The judicial commission of the Northwest Georgia Presbytery assigned to the complaint of Stuart Michaelson vs. Session of Midway Presbyterian Church has distributed its written decision to the parties.
This judgement finds in favor of the complainant, concurring that the constitutional violations allegedly perpetrated by the Session at Midway in July 2020 did occur. Namely, BCO 20-2, BCO 20-4, BCO 20-5, and BCO 43-2 were all violated.
The commission also recommended that the Session “offer an apology to both Mr. Michelson and the congregation”. The commission remanded the case back to the Session for “adjudication consistent with this decision.”
Here are some highlights from the judicial commission’s judgement with emphasis added:
“BCO 20-2 does not distinguish between associate or senior or solo, unknown to the congregation or known to the congregation, currently serving or not. BCO 20-2 directs the church to elect a pulpit committee. In effect, the session elected itself as a pulpit committee and thus took away the congregation’s constitutional privilege to determine the pulpit committee. This muting of the congregation’s constitutionally given voice is a theme in the actions of the session. We note that the respondents for the session expressed concern in their brief that a pulpit committee could make choices contrary to the majority will of the session. This suggests to us that the choice to avoid a pulpit committee was, at least in part, a maneuver to control congregational input in the process of electing three associate pastors. The congregation must be allowed to decide which pastor, or pastors, is “most suited to be profitable to the spiritual interests of the congregation” and that begins with a pulpit committee.”

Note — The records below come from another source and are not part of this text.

use chrono::Utc;
use serde::{Deserialize, Serialize};
use utoipa::ToSchema;

use super::numeric::deserialize_lenient;

pub const DEFAULT_BUYER_ORGANIZATION: &str = "Queens' College";
pub const DEFAULT_BUYER_ADDRESS: &str = "Khandwa Road, Indore (M.P.)";
pub const FIRST_ITEM_ID: &str = "1";

/// One row of the order.
#[derive(Serialize, Deserialize, Debug, Clone, PartialEq, ToSchema)]
#[serde(rename_all = "camelCase")]
pub struct LineItem {
    pub id: String,
    #[serde(default)]
    pub description: String,
    #[serde(default, deserialize_with = "deserialize_lenient")]
    pub qty: f64,
    #[serde(default, deserialize_with = "deserialize_lenient")]
    pub basic_cost: f64,
    #[serde(default, deserialize_with = "deserialize_lenient")]
    pub gst: f64,
    #[serde(default, deserialize_with = "deserialize_lenient")]
    pub total_cost: f64,
}

impl LineItem {
    /// A blank item with every number zeroed.
    pub fn empty(id: impl Into<String>) -> Self {
        Self {
            id: id.into(),
            description: String::new(),
            qty: 0.0,
            basic_cost: 0.0,
            gst: 0.0,
            total_cost: 0.0,
        }
    }

    /// `qty * basic_cost + gst`. GST is a flat amount, not a rate.
    pub fn computed_total(&self) -> f64 {
        self.qty * self.basic_cost + self.gst
    }
}

#[derive(Serialize, Deserialize, Debug, Clone, Default, PartialEq, ToSchema)]
#[serde(rename_all = "camelCase", default)]
pub struct Vendor {
    pub contact_person: String,
    pub company_name: String,
    pub address: String,
    pub email: String,
    pub phone: String,
}

#[derive(Serialize, Deserialize, Debug, Clone, Default, PartialEq, ToSchema)]
#[serde(rename_all = "camelCase", default)]
pub struct BankDetails {
    pub bank: String,
    pub account_no: String,
    pub branch: String,
    pub ifsc_code: String,
}

#[derive(Serialize, Deserialize, Debug, Clone, Default, PartialEq, ToSchema)]
#[serde(rename_all = "camelCase", default)]
pub struct OtherDetails {
    pub pan_no: String,
    pub gst_no: String,
}

#[derive(Serialize, Deserialize, Debug, Clone, PartialEq, ToSchema)]
#[serde(rename_all = "camelCase", default)]
pub struct Buyer {
    pub organization: String,
    pub address: String,
    pub contact_person: String,
    pub email: String,
    pub phone: String,
}

impl Default for Buyer {
    fn default() -> Self {
        Self {
            organization: DEFAULT_BUYER_ORGANIZATION.to_string(),
            address: DEFAULT_BUYER_ADDRESS.to_string(),
            contact_person: String::new(),
            email: String::new(),
            phone: String::new(),
        }
    }
}

/// Internal point of contact.
#[derive(Serialize, Deserialize, Debug, Clone, Default, PartialEq, ToSchema)]
#[serde(rename_all = "camelCase", default)]
pub struct Poc {
    pub name: String,
    pub phone: String,
}

/// Quotation reference. `amount` is free text.
#[derive(Serialize, Deserialize, Debug, Clone, Default, PartialEq, ToSchema)]
#[serde(rename_all = "camelCase", default)]
pub struct Reference {
    pub quotation_no: String,
    pub date: String,
    pub amount: String,
}

#[derive(Serialize, Deserialize, Debug, Clone, Default, PartialEq, ToSchema)]
#[serde(rename_all = "camelCase", default)]
pub struct Terms {
    pub quality_assurance_item: String,
    pub delivery_timeline: String,
    pub compliance_quote_amount: String,
}

#[derive(Serialize, Deserialize, Debug, Clone, PartialEq, ToSchema)]
#[serde(rename_all = "camelCase", default)]
pub struct PurchaseOrderData {
    pub po_no: String,
    /// ISO date, `YYYY-MM-DD`.
    pub date: String,
    pub vendor: Vendor,
    pub bank_details: BankDetails,
    pub other_details: OtherDetails,
    pub buyer: Buyer,
    pub poc: Poc,
    pub reference: Reference,
    pub items: Vec<LineItem>,
    pub terms: Terms,
}

impl Default for PurchaseOrderData {
    fn default() -> Self {
        Self {
            po_no: String::new(),
            date: Utc::now().date_naive().format("%Y-%m-%d").to_string(),
            vendor: Vendor::default(),
            bank_details: BankDetails::default(),
            other_details: OtherDetails::default(),
            buyer: Buyer::default(),
            poc: Poc::default(),
            reference: Reference::default(),
            items: vec![LineItem::empty(FIRST_ITEM_ID)],
            terms: Terms::default(),
        }
    }
}

impl PurchaseOrderData {
    /// Sum of every item's `total_cost`, computed on each call.
    pub fn grand_total(&self) -> f64 {
        self.items.iter().map(|item| item.total_cost).sum()
    }
}

/// Form state as returned by the HTTP API.
#[derive(Serialize, Debug, Clone, ToSchema)]
#[serde(rename_all = "camelCase")]
pub struct FormSnapshot {
    pub data: PurchaseOrderData,
    pub grand_total: f64,
}

#[derive(Serialize, Debug, ToSchema)]
#[serde(rename_all = "camelCase")]
pub struct GrandTotalResponse {
    pub grand_total: f64,
    pub item_count: usize,
}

“…the session knew they were entering a contended vote that would reshape the leadership of the church. They should have been sticklers in following the BCO and given the congregation their constitutional right to vote by ballot…the burden is upon the session, not the congregation, to ensure that the meeting and election are conducted according to the constitution.”
“The BCO in 20-5 is seeking to maintain the peace of the church by recommending orderly delay while a congregation works through its differences…The fact that so many of the voters were opposed should have been a strong signal for the moderator to observe the principle and at the least caution the majority to delay the election to continue seeking unity in the congregation.”
In summary, this judicial commission judgment seems to imply that the three Assistant Pastors transitioned to Associates Pastors were elected improperly.
It remains to be seen what actions will be taken locally at the church to remedy this situation, and whether the Session will call for a second election since the pastoral election has been declared improper.
Before any action can be taken, the entire Northwest Georgia Presbytery must accept this judgement which will codify it.
Such a vote is likely to be procedural since the Presbytery is likely inclined to accept the hard work and study of the judicial commission that is most familiar with the details of the case.